MadsAlbertsen / mmgenome

Please use mmgenome2 instead. Tools for extracting individual genomes from metagenomes
https://kasperskytte.github.io/mmgenome2/
27 stars 8 forks source link

Not a problem, but a couple of feature request #18

Closed nmb85 closed 9 years ago

nmb85 commented 9 years ago

Hi, Mads,

Great tool; much thanks! Could you add a function to segregate out by pps taxon (or marker gene taxon), such as:

function(df, name, level, omit = F) { name <- paste(toupper(substring(name,1,1)), substring(name,2,), sep = "") level <- tolower(level) new_df <- list(scaffolds = data.frame(), essential = data.frame()) if (omit == F) { eval(parse(text = paste("newdf$scaffolds <- df$scaffolds[df$scaffolds$pps", level, " == \"", name,"\", ]", sep = ""))) } else if (omit == T) { eval(parse(text = paste("newdf$scaffolds <- df$scaffolds[df$scaffolds$pps", level, " != \"", name,"\", ]", sep = ""))) } else { message("The \"omit\" value should be either True or False") stop() } new_df$scaffolds <- new_df$scaffolds[is.na(new_df$scaffolds$scaffold) == F, ] new_df$essential <- df$essential[df$essential$scaffold %in% new_df$scaffolds$scaffold, ] return(new_df) }

Also, could you add a function to slice the list of dataframes by coverage?

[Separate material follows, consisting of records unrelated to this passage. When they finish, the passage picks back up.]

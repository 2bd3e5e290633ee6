//! Lagrange interpolation in a finite field.

use crate::{
    errors::InterpolationError,
    fields::{Field, Inv},
    polynomial::point_sequence::PointSequence,
};
use std::collections::{HashMap, HashSet};

/// A Lagrange interpolator over a fixed abscissa set.
///
/// Construction is O(n^2); every interpolation afterwards is O(n). The
/// precomputed coefficients target evaluation at zero, which is where the
/// secret of a sharing polynomial lives.
#[derive(Debug, Clone)]
pub struct Lagrange<F>
where
    F: Field,
{
    abscissas: Vec<F::Element>,

    /// Barycentric weights, for evaluation at arbitrary points.
    weights: HashMap<F::Inner, F::Element>,

    /// Lagrange coefficients for evaluation at zero.
    coefficients: HashMap<F::Inner, F::Element>,
}

impl<F: Field> Lagrange<F> {
    /// Creates a new interpolator for the given abscissas.
    pub fn new(abscissas: Vec<F::Element>) -> Result<Lagrange<F>, InterpolationError> {
        if abscissas.is_empty() {
            return Err(InterpolationError::EmptySequence);
        }
        let mut seen = HashSet::new();
        if abscissas.iter().any(|x| !seen.insert(F::as_inner(*x))) {
            return Err(InterpolationError::DuplicateAbscissas);
        }
        let mut weights = HashMap::new();
        let mut scaled = Vec::new();
        let mut total = F::ZERO;
        for (i, xi) in abscissas.iter().enumerate() {
            let mut weight = F::ONE;
            for (j, xj) in abscissas.iter().enumerate() {
                if j != i {
                    weight = weight * &(*xi - xj);
                }
            }
            let weight = weight.inv()?;
            let term = -(weight / xi)?;
            total = total + &term;
            scaled.push(term);
            weights.insert(F::as_inner(*xi), weight);
        }
        let normalizer = total.inv()?;
        let mut coefficients = HashMap::new();
        for (term, x) in scaled.into_iter().zip(abscissas.iter()) {
            coefficients.insert(F::as_inner(*x), term * &normalizer);
        }
        Ok(Lagrange { abscissas, weights, coefficients })
    }

    /// The abscissas this interpolator operates on.
    pub fn abscissas(&self) -> &[F::Element] {
        &self.abscissas
    }

    /// Interpolates at zero, O(n).
    pub fn interpolate(&self, sequence: &PointSequence<F>) -> Result<F::Element, InterpolationError> {
        if sequence.points().len() != self.abscissas.len() {
            return Err(InterpolationError::MismatchedAbscissas);
        }
        let mut result = F::ZERO;
        for point in sequence.points() {
            let coefficient = self.coefficients.get(&point.x).ok_or(InterpolationError::MismatchedAbscissas)?;
            result = result + &(*coefficient * &point.y);
        }
        Ok(result)
    }

    /// Produces a single weighted term of the interpolation at zero.
    ///
    /// Summing the partial terms for every abscissa equals
    /// [`interpolate`][Lagrange::interpolate].
    pub fn partial(&self, x: &F::Inner, y: &F::Element) -> Result<F::Element, InterpolationError> {
        let coefficient = self.coefficients.get(x).ok_or(InterpolationError::MismatchedAbscissas)?;
        Ok(*coefficient * y)
    }

    /// Evaluates the interpolated polynomial at an arbitrary point, O(n).
    pub fn eval(&self, sequence: &PointSequence<F>, x: &F::Element) -> Result<F::Element, InterpolationError> {
        if sequence.points().len() != self.abscissas.len() {
            return Err(InterpolationError::MismatchedAbscissas);
        }
        let mut numerator = F::ZERO;
        let mut denominator = F::ZERO;
        for point in sequence.points() {
            let delta = F::as_element(point.x) - x;
            if delta == F::ZERO {
                return Ok(point.y);
            }
            let weight = self.weights.get(&point.x).ok_or(InterpolationError::CoefficientNotFound)?;
            let term = (-*weight / &delta)?;
            denominator = denominator + &term;
            numerator = numerator + &(term * &point.y);
        }
        Ok((numerator / &denominator)?)
    }
}

/// Computes the Lagrange coefficients at zero for an arbitrary abscissa set.
///
/// Coefficient `i` is `∏_{j≠i} x_j / (x_j - x_i)`; multiplying each supplied
/// ordinate by its coefficient and summing reconstructs the polynomial's
/// value at zero. Fails on duplicate abscissas.
pub fn rec_coefficients<F: Field>(abscissas: &[F::Element]) -> Result<Vec<F::Element>, InterpolationError> {
    let mut seen = HashSet::new();
    if abscissas.iter().any(|x| !seen.insert(F::as_inner(*x))) {
        return Err(InterpolationError::DuplicateAbscissas);
    }
    let mut coefficients = Vec::with_capacity(abscissas.len());
    for (i, xi) in abscissas.iter().enumerate() {
        let mut coefficient = F::ONE;
        for (j, xj) in abscissas.iter().enumerate() {
            if j != i {
                coefficient = coefficient * &(*xj / &(*xj - xi))?;
            }
        }
        coefficients.push(coefficient);
    }
    Ok(coefficients)
}

#[cfg(test)]
#[allow(clippy::unwrap_used, clippy::indexing_slicing, clippy::arithmetic_side_effects)]
mod tests {
    use super::*;
    use crate::{fields::PrimeField, modular::ModularNumber, polynomial::point::Point, prime};

    prime!(P13, 13u64);

    type Field = PrimeField<P13>;

    fn make_parts(coordinates: &[(u64, u32)]) -> (Vec<ModularNumber<P13>>, PointSequence<Field>) {
        let mut sequence = PointSequence::default();
        let mut abscissas = Vec::new();
        for (x, y) in coordinates {
            abscissas.push(ModularNumber::from_u64(*x));
            sequence.push(Point::new(*x, ModularNumber::from_u32(*y)));
        }
        (abscissas, sequence)
    }

    #[test]
    fn interpolate_at_zero() {
        let (abscissas, sequence) = make_parts(&[(2, 10), (8, 5), (3, 10)]);
        let lagrange = Lagrange::<Field>::new(abscissas).unwrap();
        assert_eq!(lagrange.interpolate(&sequence).unwrap(), ModularNumber::from_u32(9));
    }

    #[test]
    fn partial_terms_sum_to_interpolation() {
        let (abscissas, sequence) = make_parts(&[(2, 10), (8, 5), (3, 10)]);
        let lagrange = Lagrange::<Field>::new(abscissas).unwrap();
        let mut total = ModularNumber::ZERO;
        for point in sequence.points() {
            let (x, y) = point.clone().into_coordinates();
            total = total + &lagrange.partial(&x, &y).unwrap();
        }
        assert_eq!(total, lagrange.interpolate(&sequence).unwrap());
    }

    #[test]
    fn eval_at_arbitrary_point() {
        let (abscissas, sequence) = make_parts(&[(2, 10), (8, 5), (3, 10)]);
        let lagrange = Lagrange::<Field>::new(abscissas).unwrap();
        let result = lagrange.eval(&sequence, &ModularNumber::from_u32(4)).unwrap();
        assert_eq!(result, ModularNumber::ONE);
    }

    #[test]
    fn eval_at_known_abscissa_short_circuits() {
        let (abscissas, sequence) = make_parts(&[(2, 10), (8, 5), (3, 10)]);
        let lagrange = Lagrange::<Field>::new(abscissas).unwrap();
        let result = lagrange.eval(&sequence, &ModularNumber::from_u32(8)).unwrap();
        assert_eq!(result, ModularNumber::from_u32(5));
    }

    #[test]
    fn duplicate_abscissas_rejected() {
        let duplicated = vec![ModularNumber::<P13>::from_u32(2), ModularNumber::from_u32(2)];
        assert_eq!(Lagrange::<Field>::new(duplicated.clone()).unwrap_err(), InterpolationError::DuplicateAbscissas);
        assert_eq!(rec_coefficients::<Field>(&duplicated).unwrap_err(), InterpolationError::DuplicateAbscissas);
    }

    #[test]
    fn rec_coefficients_match_interpolator() {
        let (abscissas, sequence) = make_parts(&[(1, 7), (5, 2), (9, 12)]);
        let lagrange = Lagrange::<Field>::new(abscissas.clone()).unwrap();
        let coefficients = rec_coefficients::<Field>(&abscissas).unwrap();
        let mut total = ModularNumber::ZERO;
        for (point, coefficient) in sequence.points().iter().zip(coefficients.iter()) {
            total = total + &(*coefficient * &point.y);
        }
        assert_eq!(total, lagrange.interpolate(&sequence).unwrap());
    }
}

I find myself doing both things quite frequently...

MadsAlbertsen commented 9 years ago

Thanks for the good suggestions - I'll look into it.

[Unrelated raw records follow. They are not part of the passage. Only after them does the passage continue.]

//! Symmetric protocol simulator.
//!
//! A protocol is symmetric when every party runs the same state machine and
//! the same steps; all of the protocols in this crate qualify. The simulator
//! is a plain message router with no networking: it takes the messages each
//! party's state machine emits and feeds them to the addressed parties,
//! round after round, until every party produces a final output.

use anyhow::{anyhow, Error};
use basic_types::{PartyId, PartyMessage};
use rayon::prelude::*;
use state_machine::{
    sm::StateMachineOutput,
    state::{Recipient, StateMachineMessage},
    StateMachine, StateMachineState,
};
use std::collections::HashMap;
use uuid::Uuid;

/// Runs a [`Protocol`] across a simulated network of parties.
#[derive(Clone)]
pub struct SymmetricProtocolSimulator {
    max_rounds: usize,
    network_size: usize,
}

impl SymmetricProtocolSimulator {
    /// Constructs a new simulator.
    ///
    /// # Arguments
    /// - `network_size` - The number of parties in the simulated network.
    /// - `max_rounds` - The number of rounds after which the protocol is
    ///   assumed to be stuck.
    pub fn new(network_size: usize, max_rounds: usize) -> Self {
        Self { max_rounds, network_size }
    }

    /// Runs the given protocol to completion and returns every party's
    /// output.
    pub fn run_protocol<P: Protocol, M>(&self, protocol: &P) -> Result<Vec<PartyOutput<P::State>>, Error>
    where
        P::State: StateMachineState<RecipientId = PartyId, InputMessage = PartyMessage<M>, OutputMessage = M>
            + Send
            + Sync,
        <P::State as StateMachineState>::InputMessage: Sync + Send,
        M: Clone + Send,
    {
        self.run_protocol_counting_rounds(protocol).map(|(outputs, _)| outputs)
    }

    /// Runs the given protocol and additionally reports how many message
    /// rounds it took, which is what round-count properties assert on.
    pub fn run_protocol_counting_rounds<P: Protocol, M>(
        &self,
        protocol: &P,
    ) -> Result<(Vec<PartyOutput<P::State>>, usize), Error>
    where
        P::State: StateMachineState<RecipientId = PartyId, InputMessage = PartyMessage<M>, OutputMessage = M>
            + Send
            + Sync,
        <P::State as StateMachineState>::InputMessage: Sync + Send,
        M: Clone + Send,
    {
        let context = self.initialize_protocol(protocol)?;
        self.run_until_completion(context)
    }

    fn run_until_completion<S, M>(&self, context: ProtocolContext<S>) -> Result<(Vec<PartyOutput<S>>, usize), Error>
    where
        S: StateMachineState<RecipientId = PartyId, InputMessage = PartyMessage<M>, OutputMessage = M> + Send + Sync,
        S::InputMessage: Sync + Send,
        M: Clone + Send,
    {
        let mut party_states = context.party_states;
        let mut next_round_messages = context.initial_messages;
        let mut round_id = 0;
        let mut outputs = Vec::new();
        let expected_outputs = party_states.party_count();
        loop {
            let round_messages = std::mem::take(&mut next_round_messages);
            if round_messages.is_empty() {
                return Err(anyhow!("started round {round_id} without any messages"));
            }
            tracing::debug!("running round {round_id} using {} messages", round_messages.len());
            for message in round_messages {
                let (sender_party_id, message) = message.into_parts();
                let (recipients, message) = message.into_parts();
                match recipients {
                    Recipient::Single(party_id) => {
                        party_states.add_party_message(party_id, PartyMessage::new(sender_party_id, message))?
                    }
                    Recipient::Multiple(party_ids) => {
                        for party_id in party_ids {
                            party_states.add_party_message(
                                party_id,
                                PartyMessage::new(sender_party_id.clone(), message.clone()),
                            )?;
                        }
                    }
                };
            }

            let round_results: Vec<_> =
                party_states.states.par_iter_mut().map(|(_, party_state)| party_state.apply_messages()).collect();
            for result in round_results {
                match result? {
                    PartyRoundOutput::Completed(output) => {
                        outputs.push(output);
                        if outputs.len() == expected_outputs {
                            return Ok((outputs, round_id + 1));
                        }
                    }
                    PartyRoundOutput::Messages(messages) => next_round_messages.extend(messages),
                };
            }

            round_id += 1;
            if round_id >= self.max_rounds {
                return Err(anyhow!("exceeded maximum number of rounds without completing protocol"));
            }
        }
    }

    fn initialize_protocol<P: Protocol>(&self, protocol: &P) -> Result<ProtocolContext<P::State>, Error> {
        let mut parties = Vec::new();
        for _ in 0..self.network_size {
            parties.push(PartyId::from(Uuid::new_v4()));
        }
        let prepare = protocol.prepare(&parties)?;

        let mut context = ProtocolContext::default();
        for party_id in &parties {
            let InitializedProtocol { state, initial_messages } = protocol
                .initialize(party_id.clone(), &prepare)
                .map_err(|e| anyhow!("failed to initialize protocol: {e}"))?;
            context.party_states.add_party(party_id.clone(), state);
            let initial_messages =
                initial_messages.into_iter().map(|message| PartyMessage::new(party_id.clone(), message));
            context.initial_messages.extend(initial_messages);
        }
        Ok(context)
    }
}

enum PartyRoundOutput<S: StateMachineState> {
    Completed(PartyOutput<S>),
    Messages(Vec<PartyMessage<StateMachineMessage<S>>>),
}

struct PartyState<S: StateMachineState> {
    party_id: PartyId,
    state_machine: StateMachine<S>,
    input_messages: Vec<S::InputMessage>,
}

impl<S: StateMachineState> PartyState<S> {
    fn new(party_id: PartyId, state: S) -> Self {
        Self { party_id, state_machine: StateMachine::new(state), input_messages: Vec::new() }
    }

    fn apply_messages(&mut self) -> Result<PartyRoundOutput<S>, Error> {
        let mut next_round_messages = Vec::new();
        for message in std::mem::take(&mut self.input_messages) {
            match self.state_machine.handle_message(message) {
                Ok(StateMachineOutput::Final(output)) => {
                    return Ok(PartyRoundOutput::Completed(PartyOutput::new(self.party_id.clone(), output)));
                }
                Ok(StateMachineOutput::Messages(messages)) => {
                    let messages =
                        messages.into_iter().map(|message| PartyMessage::new(self.party_id.clone(), message));
                    next_round_messages.extend(messages)
                }
                Ok(StateMachineOutput::Empty) => (),
                Err(e) => return Err(anyhow!("failed to handle message: {e}")),
            }
        }
        Ok(PartyRoundOutput::Messages(next_round_messages))
    }
}

struct PartyStates<S: StateMachineState> {
    states: HashMap<PartyId, PartyState<S>>,
}

impl<S: StateMachineState> PartyStates<S> {
    fn add_party(&mut self, party_id: PartyId, state: S) {
        self.states.insert(party_id.clone(), PartyState::new(party_id, state));
    }

    fn add_party_message(&mut self, party_id: PartyId, message: S::InputMessage) -> Result<(), Error> {
        let party_state =
            self.states.get_mut(&party_id).ok_or_else(|| anyhow!("state for party {party_id:?} not found"))?;
        party_state.input_messages.push(message);
        Ok(())
    }

    fn party_count(&self) -> usize {
        self.states.len()
    }
}

struct ProtocolContext<S: StateMachineState> {
    party_states: PartyStates<S>,
    initial_messages: Vec<PartyMessage<StateMachineMessage<S>>>,
}

impl<S: StateMachineState> Default for ProtocolContext<S> {
    fn default() -> Self {
        Self { party_states: PartyStates { states: HashMap::new() }, initial_messages: Vec::new() }
    }
}

/// The final output of one party's protocol instance.
pub struct PartyOutput<S: StateMachineState> {
    /// The party id.
    pub party_id: PartyId,

    /// The output itself.
    pub output: S::FinalResult,
}

impl<S: StateMachineState> PartyOutput<S> {
    /// Constructs a new party output.
    pub fn new(party_id: PartyId, output: S::FinalResult) -> Self {
        Self { party_id, output }
    }
}

/// A runnable protocol definition.
///
/// [`prepare`][Protocol::prepare] performs network-wide setup (typically
/// dealing shares of test inputs to each party) and
/// [`initialize`][Protocol::initialize] instantiates one party's state
/// machine from it.
pub trait Protocol {
    /// The protocol state to be instantiated.
    type State: StateMachineState<RecipientId = PartyId>;

    /// The output of the prepare step.
    type PrepareOutput;

    /// Prepares the execution of the protocol for the given party set.
    fn prepare(&self, parties: &[PartyId]) -> Result<Self::PrepareOutput, Error>;

    /// Initializes the protocol instance for one party.
    fn initialize(
        &self,
        local_party_id: PartyId,
        prepare_output: &Self::PrepareOutput,
    ) -> Result<InitializedProtocol<Self::State>, Error>;
}

/// An initialized protocol instance plus its initial messages.
pub struct InitializedProtocol<S: StateMachineState> {
    /// The protocol's state.
    pub state: S,

    /// The initial messages the protocol generated.
    pub initial_messages: Vec<StateMachineMessage<S>>,
}

impl<S: StateMachineState> InitializedProtocol<S> {
    /// Constructs a new initialized protocol.
    pub fn new(state: S, initial_messages: Vec<StateMachineMessage<S>>) -> Self {
        Self { state, initial_messages }
    }
}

MadsAlbertsen commented 9 years ago

Reopened to make sure I remember it.

MadsAlbertsen commented 9 years ago

I've added a generic mmsubset function (It simply wraps the default "subset" function in R). It should be included in the 0.5.0 version.

It should be able to subset based on the function you describe - if I understood it correctly.

data(rocco)
d_gc60 <- mmsubset(data = d, gc > 60)
d_Actinobacteria <- mmsubset(data = d, pps_phylum == "Actinobacteria")
nmb85 commented 9 years ago

Looks fantastic! Very useful; thank you!